Mais une part de moi sait que si je laisse trainer, c’est parce que je ne veux pas que ces plats se banalisent dans mon quotidien - par contre, je n’ai évidemment aucune excuse pour les ourlets 😅 En ne pouvant les déguster que chez mes parents, ils restent un peu exceptionnels, un mélange de plaisir précieux et de sentiment d’être à la maison.
Mon palais doit beaucoup à mes parents, qui ont toujours donné libre-cours à leur curiosité dans des Carrefour et des Leclerc, tout en me faisant goûter à la cuillère de la sauce nuoc mâm quand j’étais tout bébé - ainsi que le raconte la légende !

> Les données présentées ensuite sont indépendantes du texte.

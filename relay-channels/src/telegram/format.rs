//! Telegram HTML sanitizer.
//!
//! Model output is free text that may contain stray HTML and LaTeX display
//! delimiters. Telegram rejects messages with unsupported or unbalanced tags,
//! so every outbound text is reduced to the small tag set below:
//!
//! | Input                    | Output                          |
//! |--------------------------|---------------------------------|
//! | `\[ x \]`, `\( x \)`     | `<blockquote> x </blockquote>`  |
//! | `<b>`, `<code>`          | kept                            |
//! | `<a href="u">`           | kept, other attributes dropped  |
//! | `<blockquote>`           | kept, a newline right after it is removed |
//! | any other tag            | dropped, inner text kept        |
//! | `<`, `>`, `&` in text    | escaped                         |
//!
//! Unclosed tags are closed at the end, stray closing tags are dropped.

use regex::Regex;
use std::sync::LazyLock;

/// Telegram's message length limit, in characters.
pub const MAX_MESSAGE_LEN: usize = 4096;

const ALLOWED_TAGS: &[&str] = &["b", "a", "code", "blockquote"];

static TAG_PATTERN: LazyLock<Regex> =
    LazyLock::new(|| Regex::new(r"^<(/?)([A-Za-z][A-Za-z0-9]*)\b([^<>]*)>").unwrap());
static HREF_PATTERN: LazyLock<Regex> = LazyLock::new(|| {
    Regex::new(r#"(?i)\bhref\s*=\s*(?:"([^"]*)"|'([^']*)'|([^\s"'>]+))"#).unwrap()
});

// ============================================================================
// Public API
// ============================================================================

/// Reduce text to Telegram-safe HTML.
pub fn sanitize(input: &str) -> String {
    let text = truncate_chars(input, MAX_MESSAGE_LEN);
    let with_quotes = convert_latex_delimiters(text);
    filter_html(&with_quotes).replace("<blockquote>\n", "<blockquote>")
}

/// Plain-text rendition used when Telegram rejects the HTML one.
pub fn plain(input: &str) -> String {
    truncate_chars(input, MAX_MESSAGE_LEN).to_string()
}

/// Cut `s` to at most `max` characters.
pub fn truncate_chars(s: &str, max: usize) -> &str {
    match s.char_indices().nth(max) {
        Some((idx, _)) => &s[..idx],
        None => s,
    }
}

// ============================================================================
// Conversion
// ============================================================================

fn convert_latex_delimiters(s: &str) -> String {
    s.replace(r"\[", "<blockquote>")
        .replace(r"\]", "</blockquote>")
        .replace(r"\(", "<blockquote>")
        .replace(r"\)", "</blockquote>")
}

fn allowed(name: &str) -> Option<&'static str> {
    ALLOWED_TAGS.iter().copied().find(|t| *t == name)
}

fn filter_html(input: &str) -> String {
    let mut out = String::with_capacity(input.len());
    let mut open: Vec<&'static str> = Vec::new();
    let mut rest = input;

    while let Some(pos) = rest.find('<') {
        push_text(&mut out, &rest[..pos]);
        let candidate = &rest[pos..];

        let Some(caps) = TAG_PATTERN.captures(candidate) else {
            out.push_str("&lt;");
            rest = &candidate[1..];
            continue;
        };

        let len = caps[0].len();
        let closing = !caps[1].is_empty();
        let name = caps[2].to_ascii_lowercase();
        let attrs = &caps[3];

        if let Some(tag) = allowed(&name) {
            if closing {
                close_tag(&mut out, &mut open, tag);
            } else if !attrs.trim_end().ends_with('/') && open_tag(&mut out, tag, attrs) {
                open.push(tag);
            }
        }
        rest = &candidate[len..];
    }
    push_text(&mut out, rest);

    while let Some(tag) = open.pop() {
        push_close(&mut out, tag);
    }
    out
}

/// Write an opening tag; returns false when the tag had to be dropped.
fn open_tag(out: &mut String, tag: &'static str, attrs: &str) -> bool {
    if tag != "a" {
        out.push('<');
        out.push_str(tag);
        out.push('>');
        return true;
    }

    let href = HREF_PATTERN.captures(attrs).and_then(|c| {
        c.get(1)
            .or_else(|| c.get(2))
            .or_else(|| c.get(3))
            .map(|m| m.as_str().to_string())
    });
    // Telegram refuses anchors without a target.
    let Some(href) = href.filter(|h| !h.trim().is_empty()) else {
        return false;
    };
    let href = html_escape::decode_html_entities(&href);
    out.push_str("<a href=\"");
    out.push_str(&html_escape::encode_double_quoted_attribute(&href));
    out.push_str("\">");
    true
}

fn close_tag(out: &mut String, open: &mut Vec<&'static str>, tag: &'static str) {
    if !open.contains(&tag) {
        return;
    }
    while let Some(top) = open.pop() {
        push_close(out, top);
        if top == tag {
            break;
        }
    }
}

fn push_close(out: &mut String, tag: &str) {
    out.push_str("</");
    out.push_str(tag);
    out.push('>');
}

fn push_text(out: &mut String, text: &str) {
    if text.is_empty() {
        return;
    }
    let decoded = html_escape::decode_html_entities(text);
    out.push_str(&html_escape::encode_text(&decoded));
}

// ============================================================================
// Tests
// ============================================================================

#[cfg(test)]
mod tests {
    use super::*;

    #[test]
    fn plain_text_passes_through() {
        assert_eq!(sanitize("Hello, world!"), "Hello, world!");
    }

    #[test]
    fn latex_delimiters_become_blockquotes() {
        assert_eq!(
            sanitize(r"Area: \[ \pi r^2 \] and \(x\)"),
            r"Area: <blockquote> \pi r^2 </blockquote> and <blockquote>x</blockquote>"
        );
    }

    #[test]
    fn newline_after_blockquote_is_removed() {
        assert_eq!(
            sanitize("\\[\nE = mc^2\n\\]"),
            "<blockquote>E = mc^2\n</blockquote>"
        );
    }

    #[test]
    fn allowed_tags_are_kept() {
        assert_eq!(
            sanitize("<b>bold</b> <code>x</code>"),
            "<b>bold</b> <code>x</code>"
        );
    }

    #[test]
    fn disallowed_tags_are_dropped_keeping_text() {
        assert_eq!(sanitize("<i>it</i> <div class=\"x\">body</div>"), "it body");
        assert_eq!(sanitize("line<br/>next"), "linenext");
    }

    #[test]
    fn tag_names_are_case_insensitive() {
        assert_eq!(sanitize("<B>x</B>"), "<b>x</b>");
    }

    #[test]
    fn anchors_keep_only_href() {
        assert_eq!(
            sanitize(r#"<a target="_blank" href="https://example.com/?a=1&amp;b=2">link</a>"#),
            r#"<a href="https://example.com/?a=1&amp;b=2">link</a>"#
        );
    }

    #[test]
    fn anchor_without_href_is_dropped() {
        assert_eq!(sanitize("<a name=\"x\">text</a>"), "text");
    }

    #[test]
    fn unclosed_tags_are_closed() {
        assert_eq!(sanitize("<b>bold <code>code"), "<b>bold <code>code</code></b>");
    }

    #[test]
    fn stray_closing_tags_are_dropped() {
        assert_eq!(sanitize("text</b> more"), "text more");
    }

    #[test]
    fn misnested_tags_are_rebalanced() {
        assert_eq!(sanitize("<b><code>x</b>y</code>"), "<b><code>x</code></b>y");
    }

    #[test]
    fn text_entities_are_escaped() {
        assert_eq!(sanitize("if a < b && c > d"), "if a &lt; b &amp;&amp; c &gt; d");
    }

    #[test]
    fn existing_entities_are_not_double_escaped() {
        assert_eq!(sanitize("fish &amp; chips"), "fish &amp; chips");
    }

    #[test]
    fn output_respects_length_limit() {
        let long = "é".repeat(MAX_MESSAGE_LEN + 100);
        let out = sanitize(&long);
        assert_eq!(out.chars().count(), MAX_MESSAGE_LEN);
        assert_eq!(plain(&long).chars().count(), MAX_MESSAGE_LEN);
    }

    #[test]
    fn truncate_respects_char_boundaries() {
        assert_eq!(truncate_chars("你好世界", 2), "你好");
        assert_eq!(truncate_chars("abc", 10), "abc");
    }
}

Encore cette année, on a donc oscillé entre raclette, vin chaud, saumon fumé, escargots de Bourgogne, la bûche gigantesque du boulanger du village qui, pour la modique somme de 20 euros et quelques, faisait genre 40 cm de long - j’exagère à peine ! et tous ces plats vietnamiens qui me font tellement envie quand je rentre chez mes parents.
Le petit encart bouffe Viêt :)
Le bò nhúng giấm est une fondue à base d’un bouillon très vinaigré dans lequel on trempe des lamelles de bœuf, qui sont ensuite roulées dans des galettes de riz avec des herbes aromatiques et des crudités comme de la salade ou du concombre. C’est délicieux et en même temps assez diététique - si du moins vous faites ma version poulet d’hérétique.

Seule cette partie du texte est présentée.